(Work to complete):
Return all the data, word for word.
[[ Records open ]]
//! Deep research orchestration.
//!
//! Owns the recursive expansion policy: run a node's own unit of work,
//! fan its follow-up sub-queries out into child nodes, execute them as a
//! bounded concurrent batch, and merge each child's subtree results upward
//! with deduplication. Children return results to their parent; nothing in
//! the tree shares mutable state, so the per-parent merge needs no locks.
//!
//! Scheduler permits cover a node's own retrieval/extraction only. The
//! recursion into grandchildren happens after the batch task has released
//! its permit, otherwise ancestors waiting on descendants would hold every
//! permit and the run would deadlock.

use std::collections::BTreeSet;
use std::sync::Arc;

use futures::future::BoxFuture;
use tokio_util::sync::CancellationToken;
use tracing::{debug, info, warn};

use crate::branch::BranchExecutor;
use crate::budget::{BudgetTracker, BudgetUsage};
use crate::config::ResearchConfig;
use crate::error::{ConfigError, DelverError};
use crate::llm::CompletionProvider;
use crate::model::{AggregatedContext, NodeResult, ResearchNode, ResearchQuery};
use crate::progress::ProgressSink;
use crate::report::{MarkdownReportWriter, ReportWriter};
use crate::retrieval::Retriever;
use crate::scheduler::{BatchOutcome, BoundedScheduler};

/// Everything a research run produces: the raw aggregate for callers that
/// want to post-process, the written report, and budget accounting.
#[derive(Debug, Clone)]
pub struct RunOutput {
    pub context: AggregatedContext,
    pub report: String,
    pub usage: BudgetUsage,
}

/// Per-run state shared by the recursive expansion.
#[derive(Clone)]
struct RunContext {
    config: ResearchConfig,
    executor: Arc<BranchExecutor>,
    scheduler: Arc<BoundedScheduler>,
    budget: Arc<BudgetTracker>,
    cancel: CancellationToken,
}

/// The deep research orchestrator.
///
/// Holds the configuration and the collaborator seams; each call to
/// [`run`](Self::run) is an independent research run with its own budget
/// tracker and scheduler.
pub struct DeepResearchOrchestrator {
    config: ResearchConfig,
    retriever: Arc<dyn Retriever>,
    provider: Arc<dyn CompletionProvider>,
    writer: Arc<dyn ReportWriter>,
    sink: Arc<dyn ProgressSink>,
}

impl DeepResearchOrchestrator {
    pub fn new(
        config: ResearchConfig,
        retriever: Arc<dyn Retriever>,
        provider: Arc<dyn CompletionProvider>,
        writer: Arc<dyn ReportWriter>,
        sink: Arc<dyn ProgressSink>,
    ) -> Self {
        Self {
            config,
            retriever,
            provider,
            writer,
            sink,
        }
    }

    /// Get the research config.
    pub fn config(&self) -> &ResearchConfig {
        &self.config
    }

    /// Run a full research exploration for `question`.
    pub async fn run(&self, question: &str) -> Result<RunOutput, DelverError> {
        self.run_cancellable(question, CancellationToken::new())
            .await
    }

    /// Run a research exploration that an external caller may cancel.
    ///
    /// Cancellation stops further expansion: queued branches are dropped,
    /// in-flight branches finish naturally, and everything gathered so far
    /// is still merged and reported. It is not an error.
    ///
    /// Returns `Err` only for contract violations (invalid configuration
    /// or an empty question), surfaced before any work starts.
    pub async fn run_cancellable(
        &self,
        question: &str,
        cancel: CancellationToken,
    ) -> Result<RunOutput, DelverError> {
        let question = question.trim();
        if question.is_empty() {
            return Err(ConfigError::EmptyQuestion.into());
        }
        self.config.validate().map_err(DelverError::Config)?;

        let budget = Arc::new(BudgetTracker::from_config(&self.config));
        let executor = Arc::new(BranchExecutor::new(
            self.retriever.clone(),
            self.provider.clone(),
            self.sink.clone(),
            budget.clone(),
            self.config.depth,
        ));
        let ctx = RunContext {
            config: self.config.clone(),
            executor,
            scheduler: Arc::new(BoundedScheduler::new(self.config.concurrency_limit)),
            budget: budget.clone(),
            cancel,
        };

        info!(
            question,
            depth = self.config.depth,
            breadth = self.config.breadth,
            concurrency_limit = self.config.concurrency_limit,
            "starting research run"
        );

        let mut root = ResearchNode::root(
            ResearchQuery::root(question),
            self.config.depth,
            self.config.breadth,
        );
        let own = ctx.executor.run_node(&mut root, &BTreeSet::new()).await;
        let merged = expand(ctx, root, own, BTreeSet::new()).await;

        let context = AggregatedContext::from_result(question, merged);
        info!(
            sources = context.sources.len(),
            learnings = context.learnings.len(),
            nodes_explored = context.nodes_explored,
            "research run complete"
        );

        let report = match self.writer.write(&context).await {
            Ok(report) => report,
            Err(err) => {
                // Writer faults degrade to the built-in renderer; a run
                // that gathered context never fails at the reporting step.
                warn!(error = %err, "report writer failed, falling back to markdown renderer");
                MarkdownReportWriter
                    .write(&context)
                    .await
                    .unwrap_or_default()
            }
        };

        Ok(RunOutput {
            context,
            report,
            usage: budget.usage(),
        })
    }
}

/// Fan a node's suggested sub-queries out into child branches and merge
/// their subtree results into `result`.
///
/// Phase 1 submits every child's own unit of work to the scheduler as one
/// order-preserving bounded batch. Phase 2 recurses into the children's
/// own sub-queries concurrently, permit-free. Failed children are logged
/// and skipped; one bad branch never voids its siblings.
fn expand(
    ctx: RunContext,
    node: ResearchNode,
    mut result: NodeResult,
    seen_urls: BTreeSet<String>,
) -> BoxFuture<'static, NodeResult> {
    Box::pin(async move {
        if node.depth_remaining == 0 {
            return result;
        }
        let sub_queries = std::mem::take(&mut result.suggested_sub_queries);
        if sub_queries.is_empty() {
            return result;
        }
        if ctx.cancel.is_cancelled() {
            debug!(query = %node.query.text, "run cancelled, not expanding further");
            return result;
        }
        if ctx.budget.exhausted() {
            debug!(query = %node.query.text, "budget exhausted, not expanding further");
            return result;
        }

        // Children dedup against their full lineage, read-only.
        let mut child_seen = seen_urls;
        child_seen.extend(result.seen_urls());

        let total = sub_queries.len();
        let mut tasks = Vec::with_capacity(total);
        for (index, text) in sub_queries.into_iter().enumerate() {
            let mut child = node.child(
                ResearchQuery::follow_up(text, &node.query),
                ctx.config.breadth,
                index,
                total,
            );
            let ctx = ctx.clone();
            let child_seen = child_seen.clone();
            tasks.push(async move {
                let child_result = ctx.executor.run_node(&mut child, &child_seen).await;
                (child, child_result)
            });
        }
        let outcomes = ctx.scheduler.run_bounded(tasks, &ctx.cancel).await;

        let mut expansions = Vec::new();
        for outcome in outcomes {
            match outcome {
                BatchOutcome::Completed((child, child_result)) => {
                    expansions.push(expand(
                        ctx.clone(),
                        child,
                        child_result,
                        child_seen.clone(),
                    ));
                }
                BatchOutcome::Skipped => {
                    debug!(parent = %node.query.text, "child branch dropped before start");
                }
                BatchOutcome::Failed(message) => {
                    warn!(parent = %node.query.text, %message, "child branch failed, continuing with siblings");
                }
            }
        }
        for child_result in futures::future::join_all(expansions).await {
            result.merge(child_result);
        }
        result
    })
}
[[ Records closed ]]
(Answer space):
//! Deep research orchestration.
//!
//! Owns the recursive expansion policy: run a node's own unit of work,
//! fan its follow-up sub-queries out into child nodes, execute them as a
//! bounded concurrent batch, and merge each child's subtree results upward
//! with deduplication. Children return results to their parent; nothing in
//! the tree shares mutable state, so the per-parent merge needs no locks.
//!
//! Scheduler permits cover a node's own retrieval/extraction only. The
//! recursion into grandchildren happens after the batch task has released
//! its permit, otherwise ancestors waiting on descendants would hold every
//! permit and the run would deadlock.

use std::collections::BTreeSet;
use std::sync::Arc;

use futures::future::BoxFuture;
use tokio_util::sync::CancellationToken;
use tracing::{debug, info, warn};

use crate::branch::BranchExecutor;
use crate::budget::{BudgetTracker, BudgetUsage};
use crate::config::ResearchConfig;
use crate::error::{ConfigError, DelverError};
use crate::llm::CompletionProvider;
use crate::model::{AggregatedContext, NodeResult, ResearchNode, ResearchQuery};
use crate::progress::ProgressSink;
use crate::report::{MarkdownReportWriter, ReportWriter};
use crate::retrieval::Retriever;
use crate::scheduler::{BatchOutcome, BoundedScheduler};

/// Everything a research run produces: the raw aggregate for callers that
/// want to post-process, the written report, and budget accounting.
#[derive(Debug, Clone)]
pub struct RunOutput {
    pub context: AggregatedContext,
    pub report: String,
    pub usage: BudgetUsage,
}

/// Per-run state shared by the recursive expansion.
#[derive(Clone)]
struct RunContext {
    config: ResearchConfig,
    executor: Arc<BranchExecutor>,
    scheduler: Arc<BoundedScheduler>,
    budget: Arc<BudgetTracker>,
    cancel: CancellationToken,
}

/// The deep research orchestrator.
///
/// Holds the configuration and the collaborator seams; each call to
/// [`run`](Self::run) is an independent research run with its own budget
/// tracker and scheduler.
pub struct DeepResearchOrchestrator {
    config: ResearchConfig,
    retriever: Arc<dyn Retriever>,
    provider: Arc<dyn CompletionProvider>,
    writer: Arc<dyn ReportWriter>,
    sink: Arc<dyn ProgressSink>,
}

impl DeepResearchOrchestrator {
    pub fn new(
        config: ResearchConfig,
        retriever: Arc<dyn Retriever>,
        provider: Arc<dyn CompletionProvider>,
        writer: Arc<dyn ReportWriter>,
        sink: Arc<dyn ProgressSink>,
    ) -> Self {
        Self {
            config,
            retriever,
            provider,
            writer,
            sink,
        }
    }

    /// Get the research config.
    pub fn config(&self) -> &ResearchConfig {
        &self.config
    }

    /// Run a full research exploration for `question`.
    pub async fn run(&self, question: &str) -> Result<RunOutput, DelverError> {
        self.run_cancellable(question, CancellationToken::new())
            .await
    }

    /// Run a research exploration that an external caller may cancel.
    ///
    /// Cancellation stops further expansion: queued branches are dropped,
    /// in-flight branches finish naturally, and everything gathered so far
    /// is still merged and reported. It is not an error.
    ///
    /// Returns `Err` only for contract violations (invalid configuration
    /// or an empty question), surfaced before any work starts.
    pub async fn run_cancellable(
        &self,
        question: &str,
        cancel: CancellationToken,
    ) -> Result<RunOutput, DelverError> {
        let question = question.trim();
        if question.is_empty() {
            return Err(ConfigError::EmptyQuestion.into());
        }
        self.config.validate().map_err(DelverError::Config)?;

        let budget = Arc::new(BudgetTracker::from_config(&self.config));
        let executor = Arc::new(BranchExecutor::new(
            self.retriever.clone(),
            self.provider.clone(),
            self.sink.clone(),
            budget.clone(),
            self.config.depth,
        ));
        let ctx = RunContext {
            config: self.config.clone(),
            executor,
            scheduler: Arc::new(BoundedScheduler::new(self.config.concurrency_limit)),
            budget: budget.clone(),
            cancel,
        };

        info!(
            question,
            depth = self.config.depth,
            breadth = self.config.breadth,
            concurrency_limit = self.config.concurrency_limit,
            "starting research run"
        );

        let mut root = ResearchNode::root(
            ResearchQuery::root(question),
            self.config.depth,
            self.config.breadth,
        );
        let own = ctx.executor.run_node(&mut root, &BTreeSet::new()).await;
        let merged = expand(ctx, root, own, BTreeSet::new()).await;

        let context = AggregatedContext::from_result(question, merged);
        info!(
            sources = context.sources.len(),
            learnings = context.learnings.len(),
            nodes_explored = context.nodes_explored,
            "research run complete"
        );

        let report = match self.writer.write(&context).await {
            Ok(report) => report,
            Err(err) => {
                // Writer faults degrade to the built-in renderer; a run
                // that gathered context never fails at the reporting step.
                warn!(error = %err, "report writer failed, falling back to markdown renderer");
                MarkdownReportWriter
                    .write(&context)
                    .await
                    .unwrap_or_default()
            }
        };

        Ok(RunOutput {
            context,
            report,
            usage: budget.usage(),
        })
    }
}

/// Fan a node's suggested sub-queries out into child branches and merge
/// their subtree results into `result`.
///
/// Phase 1 submits every child's own unit of work to the scheduler as one
/// order-preserving bounded batch. Phase 2 recurses into the children's
/// own sub-queries concurrently, permit-free. Failed children are logged
/// and skipped; one bad branch never voids its siblings.
fn expand(
    ctx: RunContext,
    node: ResearchNode,
    mut result: NodeResult,
    seen_urls: BTreeSet<String>,
) -> BoxFuture<'static, NodeResult> {
    Box::pin(async move {
        if node.depth_remaining == 0 {
            return result;
        }
        let sub_queries = std::mem::take(&mut result.suggested_sub_queries);
        if sub_queries.is_empty() {
            return result;
        }
        if ctx.cancel.is_cancelled() {
            debug!(query = %node.query.text, "run cancelled, not expanding further");
            return result;
        }
        if ctx.budget.exhausted() {
            debug!(query = %node.query.text, "budget exhausted, not expanding further");
            return result;
        }

        // Children dedup against their full lineage, read-only.
        let mut child_seen = seen_urls;
        child_seen.extend(result.seen_urls());

        let total = sub_queries.len();
        let mut tasks = Vec::with_capacity(total);
        for (index, text) in sub_queries.into_iter().enumerate() {
            let mut child = node.child(
                ResearchQuery::follow_up(text, &node.query),
                ctx.config.breadth,
                index,
                total,
            );
            let ctx = ctx.clone();
            let child_seen = child_seen.clone();
            tasks.push(async move {
                let child_result = ctx.executor.run_node(&mut child, &child_seen).await;
                (child, child_result)
            });
        }
        let outcomes = ctx.scheduler.run_bounded(tasks, &ctx.cancel).await;

        let mut expansions = Vec::new();
        for outcome in outcomes {
            match outcome {
                BatchOutcome::Completed((child, child_result)) => {
                    expansions.push(expand(
                        ctx.clone(),
                        child,
                        child_result,
                        child_seen.clone(),
                    ));
                }
                BatchOutcome::Skipped => {
                    debug!(parent = %node.query.text, "child branch dropped before start");
                }
                BatchOutcome::Failed(message) => {
                    warn!(parent = %node.query.text, %message, "child branch failed, continuing with siblings");
                }
            }
        }
        for child_result in futures::future::join_all(expansions).await {
            result.merge(child_result);
        }
        result
    })
}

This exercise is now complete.